Peggy McGivern

Peggy McGivern

Peggy McGivern meeting with Dr. David Brooks and Sam Kushner, Delano, ca. 1966. Photo by Emmon Clarke.

Margaret “Peggy” McGivern led a long and illustrious career based on service and goodwill. Born in Marengo, Iowa on May 5, 1933, Peggy McGivern was raised on a farm south of the city and was the youngest of six children born to Peter and Loretta McGivern.

 

 Though not much is known about her early life, she graduated from Marengo High School in 1951, became certified as a registered nurse at Iowa City Mercy Hospital School of Nursing in 1954, and in 1958, she received a Bachelors of Science degree from the University of Iowa.  
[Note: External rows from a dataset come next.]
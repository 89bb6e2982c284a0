//! Child process lifecycle management
//!
//! The engine drives long-running package-manager children. If lodestar
//! dies mid-batch those children must not keep mutating the system, so
//! every child spawns in its own process group with a parent-death signal,
//! and live PIDs sit in a global registry. Signal handlers SIGTERM the
//! surviving groups (SIGKILL after a grace period) before exiting.

use nix::libc;
use nix::sys::signal::{self, Signal};
use nix::unistd::Pid;
use std::collections::HashSet;
use std::sync::{Arc, Mutex, OnceLock};
use std::time::{Duration, Instant};
use tracing::{debug, info, warn};

static CHILD_REGISTRY: OnceLock<Arc<Mutex<ChildRegistry>>> = OnceLock::new();

/// Registry of child PIDs currently running.
#[derive(Debug, Default)]
pub struct ChildRegistry {
    pids: HashSet<u32>,
}

impl ChildRegistry {
    /// Get or create the global registry.
    pub fn global() -> Arc<Mutex<ChildRegistry>> {
        CHILD_REGISTRY
            .get_or_init(|| Arc::new(Mutex::new(ChildRegistry::default())))
            .clone()
    }

    pub fn register(&mut self, pid: u32) {
        self.pids.insert(pid);
        debug!("registered child PID {}", pid);
    }

    pub fn unregister(&mut self, pid: u32) {
        self.pids.remove(&pid);
        debug!("unregistered child PID {}", pid);
    }

    pub fn count(&self) -> usize {
        self.pids.len()
    }

    /// SIGTERM every tracked process group, wait up to `grace`, then
    /// SIGKILL whatever is still alive. Clears the registry.
    pub fn terminate_all(&mut self, grace: Duration) {
        if self.pids.is_empty() {
            return;
        }
        info!("terminating {} child process(es)", self.pids.len());
        let pids: Vec<u32> = self.pids.drain().collect();

        for &pid in &pids {
            // Group signal first so the tool's own children get it too
            if signal_group(pid, Signal::SIGTERM).is_err() {
                let _ = signal_pid(pid, Signal::SIGTERM);
            }
        }

        let start = Instant::now();
        while start.elapsed() < grace {
            if pids.iter().all(|&pid| !process_alive(pid)) {
                info!("all children exited after SIGTERM");
                return;
            }
            std::thread::sleep(Duration::from_millis(100));
        }

        for &pid in &pids {
            if process_alive(pid) {
                warn!("child {} survived SIGTERM, sending SIGKILL", pid);
                if signal_group(pid, Signal::SIGKILL).is_err() {
                    let _ = signal_pid(pid, Signal::SIGKILL);
                }
            }
        }
    }
}

fn signal_pid(pid: u32, sig: Signal) -> Result<(), nix::Error> {
    signal::kill(Pid::from_raw(pid as i32), sig)
}

/// Negative PID addresses the whole process group.
fn signal_group(pgid: u32, sig: Signal) -> Result<(), nix::Error> {
    signal::kill(Pid::from_raw(-(pgid as i32)), sig)
}

/// True when the PID exists and is not a zombie.
fn process_alive(pid: u32) -> bool {
    if signal::kill(Pid::from_raw(pid as i32), None).is_err() {
        return false;
    }
    // Field 3 of /proc/<pid>/stat is the state; Z and X are not alive
    if let Ok(stat) = std::fs::read_to_string(format!("/proc/{}/stat", pid)) {
        if let Some(state) = stat.split_whitespace().nth(2) {
            return !matches!(state, "Z" | "X");
        }
    }
    true
}

/// Install handlers for SIGINT, SIGTERM and SIGHUP that clean up children
/// before exiting. Call once at program start.
pub fn init_signal_handlers() -> Result<(), std::io::Error> {
    use signal_hook::consts::signal::{SIGHUP, SIGINT, SIGTERM};
    use signal_hook::iterator::Signals;

    let mut signals = Signals::new([SIGINT, SIGTERM, SIGHUP])?;

    std::thread::spawn(move || {
        for sig in signals.forever() {
            info!("received signal {}, cleaning up children", sig);
            if let Ok(mut registry) = ChildRegistry::global().lock() {
                registry.terminate_all(Duration::from_secs(3));
            }
            std::process::exit(128 + sig);
        }
    });

    Ok(())
}

/// Extension trait putting a spawned command in its own process group.
pub trait CommandProcessGroup {
    /// Run the child as the leader of a new process group and arrange for
    /// SIGTERM on parent death, so one group signal reaches the whole
    /// tool process tree.
    fn in_new_process_group(&mut self) -> &mut Self;
}

impl CommandProcessGroup for std::process::Command {
    fn in_new_process_group(&mut self) -> &mut Self {
        use std::os::unix::process::CommandExt;
        unsafe {
            self.pre_exec(|| {
                nix::unistd::setpgid(Pid::from_raw(0), Pid::from_raw(0))
                    .map_err(std::io::Error::other)?;
                if libc::prctl(libc::PR_SET_PDEATHSIG, libc::SIGTERM) == -1 {
                    return Err(std::io::Error::last_os_error());
                }
                Ok(())
            });
        }
        self
    }
}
David Brooks and Peggy McGivern standing outside of the Farmworker Health Clinic, Delano, ca.1966. Photo by Emmon Clarke.

Nurse Peggy McGivern and an unidentified doctor visit a patient at the clinic.
Peggy McGivern and a doctor examining a patient, Delano, ca. 1966

Peggy McGivern was the founding nurse and Jerry Lackner was the doctor from San Jose who volunteered his services on most weekends. Another nurse, Marion Moses, joined the clinic and other doctors also volunteered their time traveling from San Francisco, Los Angeles, San Jose, and other nearby cities. The clinic was housed in a trailer located at Arroyo Camp, the strike headquarters of the NFWA. After the merger of AWOC (Agricultural Workers Organizing Committee) and the NFWA (National Farm Workers ) in late 1966 into UFWOC (United Farm Workers Organizing Committee, AFL-CIO), Arroyo Camp was shut down and the clinic relocated to the new property, Forty Acres.

During the 1960s-1970s, McGivern became involved with the Farm Workers Association (FWA) and later the United Farm Workers (UFW). In October 1965, McGivern began volunteering by using her medical expertise to help farmworkers and by 1966, she planned to build a modern, state-of-the-art clinic for farmworkers, an extraordinary and seemingly insurmountable feat that was eventually achieved and for which she was on-call 24 hours a day.

McGivern also served as Head Nurse and personally attended to César Chávez during the March and Pilgrimage to Sacramento. Her expertise and skill set was not limited to the medical field—McGivern also directed the UFW’s grape boycott in Buffalo, New York.

Here, her life changed forever when she met and married César J. Pérez, with whom she had one son—César J. Pérez II. Peggy McGivern died peacefully at age 88 on August 24, 2021 at Sea Cliff Healthcare Center in Huntington Beach, California and was interred in her hometown of Marengo, Iowa.